Dear SAS/IML support team,

 

I am using SAS 9.3.

 

I am conducting simulations to compare methods for cutoff estimation. One is kernel density estimation where I use the intersection of 2 pdfs as a cutoff. For these I want to estimate sensitivity and specificity or area under the curve.

 

I am unable to make the code run over e.g. a 1000 simulations. Thus, I need to construct some kind of loop or by statement around it, so it gives me the output "by sampledID".

 

The second issue I am facing is that each sample has a different cutoff, therefore I have a second data set with the cutoffs by sampleID, which at the moment I need to enter manually. 

 

To sum it up, I have 2 data sets, 1 with sampleID 1 to x, the values and densities for each sample from the proc kde output, and a 2. data set with the cutoffs and sampleID.
Is there any possibility to manage that with SAS?
I would like to create an output data set with sensitivity/specificity by sampleID.

 

I would appreciate any hint you can give me or whether you think it is even possible to conduct.

Kind regards,
Tim

1 ACCEPTED SOLUTION

Accepted Solutions
Rick_SAS
SAS Super FREQ

To answer your question, yes it is possible. The main idea is to read both data sets into IML at the same time.  You can then loop over each sampleID. For each sampleID you get the cutoff value and the subset of simulated values that correspond to the current sampleiD.  Then compute the TN and TP values for that sample, using that cutoff.

 

The following program shows you one way structure the program:

 

proc iml;
start TrapIntegral(x,y);
   N = nrow(x);
   dx    =   x[2:N] - x[1:N-1];
   meanY = ( y[2:N] + y[1:N-1] )/2;
   return( dx` * meanY );
finish;

/* read in cutoff limits */
use Res_kernel;
read all var {sampleID cutoff_kernel};
close Res_kernel;

/** read in kernel density estimate **/
use kernel_final;
read all var {marker0 density0 marker1 density1};
close kernel_final;

numSamples = nrow(cutoff_kernel);
TN = j(numSamples, 1);              /* allocate array to hold results */
TP = j(numSamples, 1);              /* allocate array to hold results */

do i = 1 to nrow(cutoff_kernel);    /* for each sampleID       */
   cutoff = cutoff_kernel[i];       /* cutoff value for this sampleID */
   firstObs = (i-1)*1000 + 1;       /* first obs in sample     */
   lastObs = i*1000;                /* last obs in sample      */
   obs = firstObs:lastObs;          /* subset for sampleID = i */
   /* true negatives */
   x = marker0[obs];
   y = density0[obs];
   idx = loc(x < cutoff);
   TN[i] = TrapIntegral(x[idx],y[idx]);

   /* true positives */
   x = marker1[obs];
   y = density1[obs];
   idx = loc(x >= cutoff);
   TP[i] = TrapIntegral(x[idx],y[idx]);
end;

print SampleID TN TP;

 

 

Incidentally, you should add ODS GRAPHICS OFF to the top of your program. That will prevent unnecessary plots from being created when you run the program interactively. (In SAS 9.4, PROC KDE creates a histogram for each BY group.)

 

You might want to read the article "The area under a density estimate curve" for a simpler way to compute the area. The simpler way is to estimate the empirical CDF directly from the data, rather than integrate a density estimate. 

 

Also, I notice that you are using the difference between two density estimates to compute the cutoff value. I didn't study your code closely, but I wanted to point out that in general, two KDEs will intersect in multiple places. I'm not sure whether that is relevant to you.  In general, finding the difference between density estimates involves thinking about some subtle statistical issues. You might want to read the article "The difference of density estimates: When does it make sense?"

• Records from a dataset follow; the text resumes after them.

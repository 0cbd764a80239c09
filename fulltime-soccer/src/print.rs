use stanza::style::HAlign::Left;
use stanza::style::{HAlign, Header, MinWidth, Styles};
use stanza::table::{Col, Row, Table};

use fulltime::display::{Decimal, Percent};
use fulltime::kelly::Stake;
use fulltime::price::format_american;

use crate::data::{DataSet, Fixture};
use crate::domain::{MatchOutcome, OutcomeType, Score, Side};
use crate::model::Prediction;

fn header(labels: &[&str]) -> Row {
    Row::new(
        Styles::default().with(Header(true)),
        labels.iter().map(|&label| label.to_string().into()).collect(),
    )
}

pub fn describe_outcome(outcome: &OutcomeType) -> String {
    match outcome {
        OutcomeType::Win(Side::Home) => "Home win".into(),
        OutcomeType::Win(Side::Away) => "Away win".into(),
        OutcomeType::Draw => "Draw".into(),
        OutcomeType::BothScore => "Both score".into(),
        OutcomeType::NotBothScore => "Not both score".into(),
        OutcomeType::Over(goals) => format!("Over {goals}.5"),
        OutcomeType::Under(goals) => format!("Under {}.5", goals.saturating_sub(1)),
        OutcomeType::Score(score) => format!("{}-{}", score.home, score.away),
    }
}

pub fn tabulate_markets(prediction: &Prediction) -> Table {
    let mut table = Table::default()
        .with_cols(vec![
            Col::new(Styles::default().with(MinWidth(16)).with(Left)),
            Col::new(Styles::default().with(MinWidth(8)).with(HAlign::Right)),
            Col::new(Styles::default().with(MinWidth(8)).with(HAlign::Right)),
        ])
        .with_row(header(&["Market", "Prob", "Fair"]));

    let markets = &prediction.markets;
    let mut rows = vec![
        (
            format!("1 {}", prediction.home),
            markets.get(MatchOutcome::Home),
        ),
        ("X Draw".to_string(), markets.get(MatchOutcome::Draw)),
        (
            format!("2 {}", prediction.away),
            markets.get(MatchOutcome::Away),
        ),
        ("Both score".to_string(), markets.both_score),
        ("Not both score".to_string(), markets.not_both_score()),
    ];
    for &(line, prob) in &markets.over {
        rows.push((format!("Over {line}.5"), prob));
        rows.push((format!("Under {line}.5"), 1.0 - prob));
    }
    for (label, prob) in rows {
        table.push_row(Row::new(
            Styles::default(),
            vec![
                label.into(),
                Percent(prob).to_string().into(),
                fair_price(prob).into(),
            ],
        ));
    }
    table
}

fn fair_price(prob: f64) -> String {
    if prob > 0.0 {
        Decimal(1.0 / prob).to_string()
    } else {
        "-".into()
    }
}

pub fn tabulate_scores(scores: &[(Score, f64)]) -> Table {
    let mut table = Table::default()
        .with_cols(vec![
            Col::new(Styles::default().with(MinWidth(6)).with(Left)),
            Col::new(Styles::default().with(MinWidth(8)).with(HAlign::Right)),
        ])
        .with_row(header(&["Score", "Prob"]));
    for (score, prob) in scores {
        table.push_row(Row::new(
            Styles::default(),
            vec![
                format!("{}-{}", score.home, score.away).into(),
                Percent(*prob).to_string().into(),
            ],
        ));
    }
    table
}

pub fn tabulate_stakes(stakes: &[(OutcomeType, Stake)]) -> Table {
    let mut table = Table::default()
        .with_cols(vec![
            Col::new(Styles::default().with(MinWidth(14)).with(Left)),
            Col::new(Styles::default().with(MinWidth(7)).with(HAlign::Right)),
            Col::new(Styles::default().with(MinWidth(7)).with(HAlign::Right)),
            Col::new(Styles::default().with(MinWidth(6)).with(HAlign::Right)),
            Col::new(Styles::default().with(MinWidth(7)).with(HAlign::Right)),
            Col::new(Styles::default().with(MinWidth(7)).with(HAlign::Right)),
            Col::new(Styles::default().with(MinWidth(8)).with(HAlign::Right)),
        ])
        .with_row(header(&["Outcome", "Prob", "Price", "US", "EV", "Kelly", "Stake"]));
    for (outcome, stake) in stakes {
        table.push_row(Row::new(
            Styles::default(),
            vec![
                describe_outcome(outcome).into(),
                Percent(stake.probability).to_string().into(),
                Decimal(stake.price).to_string().into(),
                format_american(stake.price).into(),
                Decimal(stake.expected_value).to_string().into(),
                Percent(stake.kelly_fraction).to_string().into(),
                Decimal(stake.amount).to_string().into(),
            ],
        ));
    }
    table
}

pub fn tabulate_leagues(data: &DataSet) -> Table {
    let mut table = Table::default()
        .with_cols(vec![
            Col::new(Styles::default().with(MinWidth(8)).with(Left)),
            Col::new(Styles::default().with(MinWidth(4)).with(HAlign::Right)),
            Col::new(Styles::default().with(MinWidth(20)).with(Left)),
            Col::new(Styles::default().with(MinWidth(5)).with(HAlign::Right)),
            Col::new(Styles::default().with(MinWidth(5)).with(HAlign::Right)),
        ])
        .with_row(header(&["League", "Rank", "Team", "GP", "Pts"]));
    for (code, league) in &data.leagues {
        for team in league.teams() {
            table.push_row(Row::new(
                Styles::default(),
                vec![
                    code.clone().into(),
                    format!("{}", team.rank).into(),
                    team.name.clone().into(),
                    format!("{}", team.games).into(),
                    format!("{}", team.points).into(),
                ],
            ));
        }
    }
    table
}

pub fn tabulate_fixtures(fixtures: &[Fixture]) -> Table {
    let mut table = Table::default()
        .with_cols(vec![
            Col::new(Styles::default().with(MinWidth(8)).with(Left)),
            Col::new(Styles::default().with(MinWidth(16)).with(Left)),
            Col::new(Styles::default().with(MinWidth(16)).with(Left)),
            Col::new(Styles::default().with(MinWidth(8)).with(Left)),
            Col::new(Styles::default().with(MinWidth(12)).with(Left)),
        ])
        .with_row(header(&["League", "Home", "Away", "Kickoff", "Venue"]));
    for fixture in fixtures {
        table.push_row(Row::new(
            Styles::default(),
            vec![
                fixture.league.clone().into(),
                fixture.home.clone().into(),
                fixture.away.clone().into(),
                fixture.kickoff.clone().unwrap_or_default().into(),
                fixture.venue.clone().unwrap_or_default().into(),
            ],
        ));
    }
    table
}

View solution in original post

1 REPLY 1
Rick_SAS
SAS Super FREQ

To answer your question, yes it is possible. The main idea is to read both data sets into IML at the same time.  You can then loop over each sampleID. For each sampleID you get the cutoff value and the subset of simulated values that correspond to the current sampleiD.  Then compute the TN and TP values for that sample, using that cutoff.

 

The following program shows you one way structure the program:

 

proc iml;
start TrapIntegral(x,y);
   N = nrow(x);
   dx    =   x[2:N] - x[1:N-1];
   meanY = ( y[2:N] + y[1:N-1] )/2;
   return( dx` * meanY );
finish;

/* read in cutoff limits */
use Res_kernel;
read all var {sampleID cutoff_kernel};
close Res_kernel;

/** read in kernel density estimate **/
use kernel_final;
read all var {marker0 density0 marker1 density1};
close kernel_final;

numSamples = nrow(cutoff_kernel);
TN = j(numSamples, 1);              /* allocate array to hold results */
TP = j(numSamples, 1);              /* allocate array to hold results */

do i = 1 to nrow(cutoff_kernel);    /* for each sampleID       */
   cutoff = cutoff_kernel[i];       /* cutoff value for this sampleID */
   firstObs = (i-1)*1000 + 1;       /* first obs in sample     */
   lastObs = i*1000;                /* last obs in sample      */
   obs = firstObs:lastObs;          /* subset for sampleID = i */
   /* true negatives */
   x = marker0[obs];
   y = density0[obs];
   idx = loc(x < cutoff);
   TN[i] = TrapIntegral(x[idx],y[idx]);

   /* true positives */
   x = marker1[obs];
   y = density1[obs];
   idx = loc(x >= cutoff);
   TP[i] = TrapIntegral(x[idx],y[idx]);
end;

print SampleID TN TP;

 

 

Incidentally, you should add ODS GRAPHICS OFF to the top of your program. That will prevent unnecessary plots from being created when you run the program interactively. (In SAS 9.4, PROC KDE creates a histogram for each BY group.)

 

You might want to read the article "The area under a density estimate curve" for a simpler way to compute the area. The simpler way is to estimate the empirical CDF directly from the data, rather than integrate a density estimate. 

 

Also, I notice that you are using the difference between two density estimates to compute the cutoff value. I didn't study your code closely, but I wanted to point out that in general, two KDEs will intersect in multiple places. I'm not sure whether that is relevant to you.  In general, finding the difference between density estimates involves thinking about some subtle statistical issues. You might want to read the article "The difference of density estimates: When does it make sense?"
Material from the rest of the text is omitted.